Posted on Nov 17, 2012 in Life of a Medical Student | 0 comments

Every once in a while, I get to do something that reminds me why I’m training to be a doctor. Yesterday, I had a day like that. I was recruited by one of the doctors working with a 13-year-old boy who has a new diagnosis of Crohn’s Disease to visit him and instill some optimism about his condition. And 20 minutes of chatting and a gift of a plastic cup later, I think I can say I’ve made his hospital stay a little bit better.

Why me? It’s not something I’ve been terribly open about before, but I’ve recently been struggling with a Crohn’s flare of my own. It’s a painful and embarrassing disease and I’ve spent a long time playing the denial game.

So that’s not Starbucks in that cup. It’s Ensure. Yeah, that stuff that you feed to old people in  nursing homes. And what I’ve been living on for the past three weeks. The ensure diet is one of the treatment options that some doctors suggest to induce remission without using side-effect-plagued corticosteroids. My doctor suggested it when I wasn’t tolerating any solid foods and it’s worked wonders. The cups I drink it in hide the proteinaceous smell and make it look like I just have an addiction to iced lattes.

When I went to go and see this patient yesterday, I found that he was also subsisting on the ensure diet and it was not going well for him. He asked me how did I get it down? He was not impressed by the stuff and we spent a long time discussing where each flavor ranks in the spectrum of taste. I have strong feelings:

So today I went out and bought him a cup like mine (but not pink), filled it with ice and ensure, and brought it to him. When I got there, I found he’d had a feeding tube put in his nose last night because he was having so much trouble drinking the ensure. He looked at me skeptically and asked if he should hold his nose. I told him no, that’s what the lid was for! He hardly believed me when I told him it was just ensure with ice. As I was leaving, he had agreed to drink and was getting the feeding tube removed from his nose.
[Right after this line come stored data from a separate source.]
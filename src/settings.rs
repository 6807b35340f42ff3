//! Game settings
//!
//! Plain serializable configuration handed over by the preset layer.

use serde::{Deserialize, Serialize};

use crate::consts::*;
use crate::error::ValidationError;
use crate::rules::ScoringRule;

/// Spin feel presets
#[derive(Debug, Clone, Copy, PartialEq, Eq, Serialize, Deserialize, Default)]
pub enum SpinFeel {
    Gentle,
    #[default]
    Standard,
    Wild,
}

impl SpinFeel {
    pub fn as_str(&self) -> &'static str {
        match self {
            SpinFeel::Gentle => "Gentle",
            SpinFeel::Standard => "Standard",
            SpinFeel::Wild => "Wild",
        }
    }

    pub fn from_str(s: &str) -> Option<Self> {
        match s.to_lowercase().as_str() {
            "gentle" | "slow" => Some(SpinFeel::Gentle),
            "standard" | "std" => Some(SpinFeel::Standard),
            "wild" | "fast" => Some(SpinFeel::Wild),
            _ => None,
        }
    }

    /// Angular velocity at full power (deg/s)
    pub fn max_angular_velocity(&self) -> f64 {
        match self {
            SpinFeel::Gentle => 720.0,
            SpinFeel::Standard => DEFAULT_MAX_ANGULAR_VELOCITY,
            SpinFeel::Wild => 1800.0,
        }
    }

    /// Power meter sweep speed
    pub fn power_meter_speed(&self) -> f64 {
        match self {
            SpinFeel::Gentle => 80.0,
            SpinFeel::Standard => DEFAULT_POWER_METER_SPEED,
            SpinFeel::Wild => 200.0,
        }
    }
}

/// How the landed wedges are decided
#[derive(Debug, Clone, Copy, PartialEq, Eq, Serialize, Deserialize, Default)]
pub enum OutcomeMode {
    /// Whatever sits under the needle when the wheels come to rest
    #[default]
    Physical,
    /// Wedges drawn by weight; the spin is aimed to come to rest on them
    Weighted,
}

#[derive(Debug, Clone, PartialEq, Serialize, Deserialize)]
#[serde(default)]
pub struct GameSettings {
    pub feel: SpinFeel,
    /// Seed for the game's RNG
    pub seed: u32,

    // === Spin ===
    /// Angular velocity at full power (deg/s)
    pub max_angular_velocity: f64,
    /// Inner wheel impulse relative to the outer (negative = counter-rotation)
    pub inner_impulse_ratio: f64,
    /// Fractional random spread applied to the impulse (0 = exact)
    pub power_jitter: f64,
    /// Power meter sweep speed (units of 0..100 per second)
    pub power_meter_speed: f64,
    /// Steps before a spin is forcibly resolved
    pub max_spin_steps: u32,
    pub outcome_mode: OutcomeMode,

    // === Match ===
    pub max_rounds: u32,
    /// First player to reach this total ends the game
    pub target_score: Option<i64>,
    pub rules: Vec<ScoringRule>,
}

impl Default for GameSettings {
    fn default() -> Self {
        Self {
            feel: SpinFeel::Standard,
            seed: DEFAULT_SEED,

            max_angular_velocity: DEFAULT_MAX_ANGULAR_VELOCITY,
            inner_impulse_ratio: DEFAULT_INNER_IMPULSE_RATIO,
            power_jitter: DEFAULT_POWER_JITTER,
            power_meter_speed: DEFAULT_POWER_METER_SPEED,
            max_spin_steps: DEFAULT_MAX_SPIN_STEPS,
            outcome_mode: OutcomeMode::Physical,

            max_rounds: DEFAULT_MAX_ROUNDS,
            target_score: None,
            rules: Vec::new(),
        }
    }
}

impl GameSettings {
    /// Create settings from a feel preset
    pub fn from_preset(feel: SpinFeel) -> Self {
        let mut settings = Self::default();
        settings.apply_preset(feel);
        settings
    }

    /// Apply a feel preset (updates feel-dependent settings)
    pub fn apply_preset(&mut self, feel: SpinFeel) {
        self.feel = feel;
        self.max_angular_velocity = feel.max_angular_velocity();
        self.power_meter_speed = feel.power_meter_speed();
    }

    pub fn with_seed(mut self, seed: u32) -> Self {
        self.seed = seed;
        self
    }

    /// Check numeric settings
    pub fn validate(&self) -> Result<(), ValidationError> {
        if !self.max_angular_velocity.is_finite() || self.max_angular_velocity <= 0.0 {
            return Err(ValidationError::InvalidRange {
                min: 0.0,
                max: self.max_angular_velocity,
            });
        }
        if !self.inner_impulse_ratio.is_finite() {
            return Err(ValidationError::InvalidRange {
                min: f64::NEG_INFINITY,
                max: self.inner_impulse_ratio,
            });
        }
        if !(0.0..1.0).contains(&self.power_jitter) {
            return Err(ValidationError::InvalidRange {
                min: self.power_jitter,
                max: 1.0,
            });
        }
        if !self.power_meter_speed.is_finite() || self.power_meter_speed <= 0.0 {
            return Err(ValidationError::InvalidRange {
                min: 0.0,
                max: self.power_meter_speed,
            });
        }
        Ok(())
    }

    pub fn from_json(json: &str) -> Result<Self, serde_json::Error> {
        let settings: Self = serde_json::from_str(json)?;
        log::info!("Loaded settings ({} feel, seed {})", settings.feel.as_str(), settings.seed);
        Ok(settings)
    }

    pub fn to_json(&self) -> Result<String, serde_json::Error> {
        serde_json::to_string(self)
    }
}
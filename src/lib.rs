//! Wheel Within - a two-wheel spinning game core
//!
//! Core modules:
//! - `rng`: Deterministic seeded RNG (plus a process-wide default)
//! - `selection`: Weighted inverse-CDF selection
//! - `wheel`: Wheel and wedge configuration
//! - `sim`: Deterministic simulation (coupled physics, wedge resolution, game state)
//! - `players`: Turn rotation, scores, winners
//! - `rules`: Scoring rules
//! - `game`: Turn orchestration state machine
//! - `settings`: Data-driven game configuration

pub mod error;
pub mod game;
pub mod players;
pub mod rng;
pub mod rules;
pub mod selection;
pub mod settings;
pub mod sim;
pub mod wheel;

pub use error::{AnomalyKind, GameError, RecoveredError, RecoveryObserver, ValidationError, WedgeError};
pub use game::GameController;
pub use players::{Player, PlayerManager};
pub use rng::LcgRandom;
pub use rules::{RuleCondition, RuleEffect, ScoringRule};
pub use selection::WeightedSelector;
pub use settings::{GameSettings, OutcomeMode, SpinFeel};
pub use sim::{GamePhase, GameState, PhysicsEngine, SpinResult, determine_wedge_result};
pub use wheel::{Wedge, Wheel, WheelPair, WheelRole};

/// Game configuration constants
pub mod consts {
    /// Fixed simulation timestep (60 Hz)
    pub const SIM_DT: f64 = 1.0 / 60.0;
    /// Maximum substeps per frame to prevent spiral of death
    pub const MAX_SUBSTEPS: u32 = 8;
    /// Longest frame the accumulator accepts (seconds)
    pub const MAX_FRAME_DT: f64 = 0.1;

    /// Both wheels below this angular speed (deg/s) means the spin is over
    pub const STABILITY_EPSILON: f64 = 0.01;
    /// Angular velocity at full power (deg/s)
    pub const DEFAULT_MAX_ANGULAR_VELOCITY: f64 = 1080.0;
    /// Steps before a spin is forcibly resolved (60 s at 60 Hz)
    pub const DEFAULT_MAX_SPIN_STEPS: u32 = 3600;

    /// Power meter sweep speed (units of 0..100 per second)
    pub const DEFAULT_POWER_METER_SPEED: f64 = 120.0;
    /// Inner wheel impulse relative to the outer (negative = counter-rotation)
    pub const DEFAULT_INNER_IMPULSE_RATIO: f64 = -0.5;
    /// Fractional jitter applied to each impulse
    pub const DEFAULT_POWER_JITTER: f64 = 0.05;

    /// Seed used when none is given
    pub const DEFAULT_SEED: u32 = 12345;
    /// Number of rounds in a default game
    pub const DEFAULT_MAX_ROUNDS: u32 = 3;

    /// Wheel defaults
    pub const DEFAULT_OUTER_RADIUS: f64 = 200.0;
    pub const DEFAULT_INNER_RADIUS: f64 = 110.0;
}

/// Normalize an angle in degrees to [0, 360)
#[inline]
pub fn normalize_degrees(angle: f64) -> f64 {
    let a = angle.rem_euclid(360.0);
    // rem_euclid can return 360.0 for tiny negative inputs
    if a >= 360.0 { 0.0 } else { a }
}

#[cfg(test)]
mod tests {
    use super::*;

    #[test]
    fn test_normalize_degrees() {
        assert_eq!(normalize_degrees(0.0), 0.0);
        assert_eq!(normalize_degrees(360.0), 0.0);
        assert_eq!(normalize_degrees(-90.0), 270.0);
        assert_eq!(normalize_degrees(450.0), 90.0);
        assert_eq!(normalize_degrees(-720.0), 0.0);
        let tiny = normalize_degrees(-1e-20);
        assert!((0.0..360.0).contains(&tiny));
    }
}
I remember from my experiences as a patient how much the small things matter and try my hardest to incorporate that into my own practices. One of those times was when I was a senior in college and I had to have a piece of my small intestine removed. The most painful thing after abdominal surgery? Coughing. I was coughing up all sorts of stuff after being intubated and was miserable for two days. Until a nurse came in, saw me coughing, stopped dead, and said “I’m going to give you a present.” She came back with a round, hard, blue pillow. A cough pillow, apparently. And sure, they give a lot of people those pillows, but the fact that no one had thought to give me one before made her special. Her name was Cathryn. She’s the only nurse whose name I remember.

I spend hours every day trying to figure out how to solve the medical problems of my patients, making decisions about medications and treatments and testings. But I think that when all is said and done, it’s the small gestures that make our patients feel like we see them as people rather than medical problems. I hope I never forget that.